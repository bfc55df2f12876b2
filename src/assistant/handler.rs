//! HTTP surface of the assistant.

use std::sync::Arc;

use axum::{
    extract::{rejection::QueryRejection, Query, State},
    http::{header, HeaderName, HeaderValue, StatusCode},
    response::{IntoResponse, Response},
    Json,
};
use serde::Deserialize;

use crate::assistant::answer::synthesize;
use crate::assistant::store::{ContentStore, StoreError};
use crate::observability::metrics;

const CORS_HEADERS: [(HeaderName, &str); 3] = [
    (header::ACCESS_CONTROL_ALLOW_ORIGIN, "*"),
    (header::ACCESS_CONTROL_ALLOW_METHODS, "GET, OPTIONS"),
    (
        header::ACCESS_CONTROL_ALLOW_HEADERS,
        "authorization, x-client-info, apikey, content-type",
    ),
];

/// State for the assistant handlers.
#[derive(Clone)]
pub struct AssistantState {
    pub store: Arc<dyn ContentStore>,
    pub result_limit: usize,
}

#[derive(Debug, Default, Deserialize)]
pub struct AssistantParams {
    #[serde(default)]
    pub q: Option<String>,
}

/// The two failures a caller can see.
#[derive(Debug, thiserror::Error)]
pub enum AssistantError {
    #[error("Missing query parameter 'q'")]
    BadRequest,
    #[error("Invalid query string: {0}")]
    InvalidQuery(String),
    #[error(transparent)]
    Store(#[from] StoreError),
}

impl IntoResponse for AssistantError {
    fn into_response(self) -> Response {
        let status = match self {
            AssistantError::BadRequest | AssistantError::InvalidQuery(_) => StatusCode::BAD_REQUEST,
            AssistantError::Store(_) => StatusCode::INTERNAL_SERVER_ERROR,
        };
        with_cors(
            (status, Json(serde_json::json!({ "error": self.to_string() }))).into_response(),
        )
    }
}

fn with_cors(mut response: Response) -> Response {
    let headers = response.headers_mut();
    for (name, value) in CORS_HEADERS {
        headers.insert(name, HeaderValue::from_static(value));
    }
    response
}

/// `OPTIONS`: always succeeds, empty body.
pub async fn preflight() -> Response {
    with_cors(StatusCode::OK.into_response())
}

/// `GET ?q=`: search the store and synthesize an answer.
pub async fn ask(
    State(state): State<AssistantState>,
    params: Result<Query<AssistantParams>, QueryRejection>,
) -> Result<Response, AssistantError> {
    let Query(params) =
        params.map_err(|rejection| AssistantError::InvalidQuery(rejection.body_text()))?;
    let query = params
        .q
        .filter(|q| !q.trim().is_empty())
        .ok_or(AssistantError::BadRequest)?;

    let matches = state
        .store
        .search(&query, state.result_limit)
        .await
        .map_err(|e| {
            tracing::error!(error = %e, query = %query, "Knowledge search failed");
            e
        })?;

    let (rule, body) = synthesize(&query, &matches);
    metrics::record_assistant_answer(rule);
    tracing::info!(query = %query, matches = matches.len(), rule, "Assistant answered");

    Ok(with_cors(Json(body).into_response()))
}
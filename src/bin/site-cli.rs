use clap::{Parser, Subcommand};
use serde_json::Value;

#[derive(Parser)]
#[command(name = "site-cli")]
#[command(about = "Command-line client for the site backend", long_about = None)]
struct Cli {
    #[arg(short, long, default_value = "http://localhost:8080")]
    url: String,

    /// API path prefix configured on the server
    #[arg(long, default_value = "/api")]
    api_prefix: String,

    #[command(subcommand)]
    command: Commands,
}

#[derive(Subcommand)]
enum Commands {
    /// Check the server is up
    Health,
    /// Show the business identity
    Site,
    /// List booking form options
    Options,
    /// Ask the knowledge-base assistant a question
    Ask {
        /// The question text
        question: Vec<String>,
    },
    /// Print robots.txt
    Robots,
    /// Print sitemap.xml
    Sitemap,
}

#[tokio::main]
async fn main() -> Result<(), Box<dyn std::error::Error>> {
    let cli = Cli::parse();
    let client = reqwest::Client::new();
    let base = cli.url.trim_end_matches('/');
    let api = format!("{}{}", base, cli.api_prefix.trim_end_matches('/'));

    match cli.command {
        Commands::Health => {
            let res = client.get(format!("{}/health", base)).send().await?;
            print_json(res).await?;
        }
        Commands::Site => {
            let res = client.get(format!("{}/site", api)).send().await?;
            print_json(res).await?;
        }
        Commands::Options => {
            let res = client.get(format!("{}/booking/options", api)).send().await?;
            print_json(res).await?;
        }
        Commands::Ask { question } => {
            let res = client
                .get(format!("{}/assistant", api))
                .query(&[("q", question.join(" "))])
                .send()
                .await?;
            print_json(res).await?;
        }
        Commands::Robots => {
            let res = client.get(format!("{}/robots.txt", base)).send().await?;
            print_text(res).await?;
        }
        Commands::Sitemap => {
            let res = client.get(format!("{}/sitemap.xml", base)).send().await?;
            print_text(res).await?;
        }
    }

    Ok(())
}

async fn print_json(res: reqwest::Response) -> Result<(), Box<dyn std::error::Error>> {
    let status = res.status();
    let json: Value = res.json().await?;
    if !status.is_success() {
        eprintln!("Error: server returned status {}", status);
    }
    println!("{}", serde_json::to_string_pretty(&json)?);
    Ok(())
}

async fn print_text(res: reqwest::Response) -> Result<(), Box<dyn std::error::Error>> {
    let status = res.status();
    let text = res.text().await?;
    if !status.is_success() {
        eprintln!("Error: server returned status {}", status);
    }
    print!("{}", text);
    Ok(())
}
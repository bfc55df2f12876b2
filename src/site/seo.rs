//! `robots.txt` and `sitemap.xml`.
//!
//! Both are rendered from configuration on every request; they are small
//! and the config is immutable.

use std::fmt::Write;

use axum::{extract::State, http::header, response::IntoResponse};

use crate::config::{SeoConfig, SiteIdentity};
use crate::http::server::AppState;

const SITEMAP_NS: &str = "http://www.sitemaps.org/schemas/sitemap/0.9";

/// Lower-case, with runs of anything non-alphanumeric collapsed to '-'.
pub fn slugify(name: &str) -> String {
    let mut slug = String::with_capacity(name.len());
    for c in name.chars() {
        if c.is_ascii_alphanumeric() {
            slug.push(c.to_ascii_lowercase());
        } else if !slug.is_empty() && !slug.ends_with('-') {
            slug.push('-');
        }
    }
    while slug.ends_with('-') {
        slug.pop();
    }
    slug
}

fn xml_escape(text: &str) -> String {
    let mut out = String::with_capacity(text.len());
    for c in text.chars() {
        match c {
            '&' => out.push_str("&amp;"),
            '<' => out.push_str("&lt;"),
            '>' => out.push_str("&gt;"),
            '"' => out.push_str("&quot;"),
            '\'' => out.push_str("&apos;"),
            _ => out.push(c),
        }
    }
    out
}

pub fn robots_txt(base_url: &str, api_prefix: &str) -> String {
    format!(
        "User-agent: *\nAllow: /\nDisallow: {}/\n\nSitemap: {}/sitemap.xml\n",
        api_prefix.trim_end_matches('/'),
        base_url
    )
}

pub fn sitemap_xml(site: &SiteIdentity, seo: &SeoConfig) -> String {
    let area_pages = site.service_areas.iter().map(|area| {
        (
            format!("/areas/{}", slugify(area)),
            seo.area_change_freq.as_str(),
            seo.area_priority,
        )
    });
    let pages = seo
        .pages
        .iter()
        .map(|p| (p.path.clone(), p.change_freq.as_str(), p.priority))
        .chain(area_pages);

    let mut xml = String::new();
    xml.push_str("<?xml version=\"1.0\" encoding=\"UTF-8\"?>\n");
    let _ = writeln!(xml, "<urlset xmlns=\"{}\">", SITEMAP_NS);
    for (path, change_freq, priority) in pages {
        xml.push_str("  <url>\n");
        let _ = writeln!(xml, "    <loc>{}</loc>", xml_escape(&format!("{}{}", site.base_url, path)));
        if let Some(lastmod) = &seo.last_modified {
            let _ = writeln!(xml, "    <lastmod>{}</lastmod>", xml_escape(lastmod));
        }
        let _ = writeln!(xml, "    <changefreq>{}</changefreq>", xml_escape(change_freq));
        let _ = writeln!(xml, "    <priority>{:.1}</priority>", priority);
        xml.push_str("  </url>\n");
    }
    xml.push_str("</urlset>\n");
    xml
}

pub async fn robots(State(state): State<AppState>) -> impl IntoResponse {
    let body = robots_txt(&state.config.site.base_url, &state.config.security.api_prefix);
    ([(header::CONTENT_TYPE, "text/plain; charset=utf-8")], body)
}

pub async fn sitemap(State(state): State<AppState>) -> impl IntoResponse {
    let body = sitemap_xml(&state.config.site, &state.config.seo);
    ([(header::CONTENT_TYPE, "application/xml; charset=utf-8")], body)
}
============================================================
# TO DO
Collect every line with the string "synthesize" from the records, and copy each.

# SOLVED PROBLEM
use crate::assistant::answer::synthesize;
/// `GET ?q=`: search the store and synthesize an answer.
    let (rule, body) = synthesize(&query, &matches);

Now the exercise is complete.